Content starts
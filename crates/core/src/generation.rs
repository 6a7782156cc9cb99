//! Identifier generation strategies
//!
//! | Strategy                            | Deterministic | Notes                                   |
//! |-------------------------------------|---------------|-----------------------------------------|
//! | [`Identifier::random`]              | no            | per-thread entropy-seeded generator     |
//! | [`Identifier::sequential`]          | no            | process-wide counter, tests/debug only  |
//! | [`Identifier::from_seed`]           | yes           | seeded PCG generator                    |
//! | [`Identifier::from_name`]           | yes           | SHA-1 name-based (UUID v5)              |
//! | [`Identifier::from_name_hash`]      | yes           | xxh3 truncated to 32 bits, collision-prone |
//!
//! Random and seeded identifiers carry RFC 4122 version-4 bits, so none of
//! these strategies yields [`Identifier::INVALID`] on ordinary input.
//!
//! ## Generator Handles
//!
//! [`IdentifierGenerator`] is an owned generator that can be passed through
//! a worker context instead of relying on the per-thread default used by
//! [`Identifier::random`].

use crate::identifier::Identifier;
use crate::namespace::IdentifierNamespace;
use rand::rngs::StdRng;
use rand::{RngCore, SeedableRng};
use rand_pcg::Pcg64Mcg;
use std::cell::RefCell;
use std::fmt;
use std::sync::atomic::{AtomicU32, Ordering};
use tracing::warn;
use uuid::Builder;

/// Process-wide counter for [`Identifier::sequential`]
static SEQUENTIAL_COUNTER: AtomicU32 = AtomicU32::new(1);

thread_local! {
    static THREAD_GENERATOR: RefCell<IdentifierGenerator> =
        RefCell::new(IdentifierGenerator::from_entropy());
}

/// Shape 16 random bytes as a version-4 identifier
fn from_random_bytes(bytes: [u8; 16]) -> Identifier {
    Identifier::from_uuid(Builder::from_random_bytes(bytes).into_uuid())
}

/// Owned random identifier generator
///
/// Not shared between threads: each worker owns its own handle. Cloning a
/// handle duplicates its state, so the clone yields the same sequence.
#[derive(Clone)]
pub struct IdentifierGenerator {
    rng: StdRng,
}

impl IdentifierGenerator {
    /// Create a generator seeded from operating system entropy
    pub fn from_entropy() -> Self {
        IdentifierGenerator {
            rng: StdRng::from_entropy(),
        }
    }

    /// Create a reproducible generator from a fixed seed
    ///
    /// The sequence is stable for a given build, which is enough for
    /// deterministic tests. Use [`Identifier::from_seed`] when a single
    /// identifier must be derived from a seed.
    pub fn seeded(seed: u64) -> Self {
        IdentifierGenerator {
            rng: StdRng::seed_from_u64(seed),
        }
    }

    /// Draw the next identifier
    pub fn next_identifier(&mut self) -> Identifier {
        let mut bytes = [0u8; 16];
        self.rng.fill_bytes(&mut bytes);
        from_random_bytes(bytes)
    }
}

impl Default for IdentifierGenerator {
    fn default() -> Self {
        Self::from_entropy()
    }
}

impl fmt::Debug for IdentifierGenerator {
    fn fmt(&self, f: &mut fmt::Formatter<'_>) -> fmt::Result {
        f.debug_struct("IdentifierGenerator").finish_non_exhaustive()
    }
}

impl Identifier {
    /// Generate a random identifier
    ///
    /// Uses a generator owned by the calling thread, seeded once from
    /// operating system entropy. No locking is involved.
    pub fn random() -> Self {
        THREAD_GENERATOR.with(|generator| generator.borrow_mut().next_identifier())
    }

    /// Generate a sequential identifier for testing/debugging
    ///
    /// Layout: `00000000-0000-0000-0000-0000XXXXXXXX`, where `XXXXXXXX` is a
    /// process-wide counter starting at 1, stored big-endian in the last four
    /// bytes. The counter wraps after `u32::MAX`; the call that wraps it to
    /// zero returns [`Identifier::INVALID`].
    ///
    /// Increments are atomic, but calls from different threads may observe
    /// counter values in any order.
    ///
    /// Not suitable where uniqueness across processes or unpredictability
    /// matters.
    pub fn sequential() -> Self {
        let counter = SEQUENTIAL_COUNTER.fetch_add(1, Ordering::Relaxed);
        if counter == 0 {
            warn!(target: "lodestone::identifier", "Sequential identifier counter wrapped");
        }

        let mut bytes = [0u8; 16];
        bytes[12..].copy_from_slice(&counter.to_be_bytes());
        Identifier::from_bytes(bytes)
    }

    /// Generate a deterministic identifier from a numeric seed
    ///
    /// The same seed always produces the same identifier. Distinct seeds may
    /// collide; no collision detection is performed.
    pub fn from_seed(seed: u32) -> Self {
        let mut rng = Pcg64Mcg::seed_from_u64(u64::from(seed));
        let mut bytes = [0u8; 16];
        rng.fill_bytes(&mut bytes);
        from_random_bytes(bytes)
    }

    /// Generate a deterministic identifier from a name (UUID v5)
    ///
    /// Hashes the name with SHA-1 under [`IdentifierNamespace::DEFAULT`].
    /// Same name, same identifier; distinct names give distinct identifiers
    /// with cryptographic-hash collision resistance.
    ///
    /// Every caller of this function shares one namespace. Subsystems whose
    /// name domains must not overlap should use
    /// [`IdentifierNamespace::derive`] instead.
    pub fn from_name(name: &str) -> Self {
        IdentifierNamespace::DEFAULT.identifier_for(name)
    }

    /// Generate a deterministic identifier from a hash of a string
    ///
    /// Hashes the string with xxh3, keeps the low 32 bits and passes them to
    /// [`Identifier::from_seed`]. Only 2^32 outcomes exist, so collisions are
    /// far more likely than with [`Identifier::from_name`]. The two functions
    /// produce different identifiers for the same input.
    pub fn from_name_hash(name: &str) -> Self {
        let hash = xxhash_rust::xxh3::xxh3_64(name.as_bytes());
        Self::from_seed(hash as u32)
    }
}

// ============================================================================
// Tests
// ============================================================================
Content ends
=== Task ===
Beginning with the line that contains "pub fn from_name_hash(name: &str)", repeat every line through the end of the records and nothing more.

=== Expected answer ===
    pub fn from_name_hash(name: &str) -> Self {
        let hash = xxhash_rust::xxh3::xxh3_64(name.as_bytes());
        Self::from_seed(hash as u32)
    }
}

// ============================================================================
// Tests
// ============================================================================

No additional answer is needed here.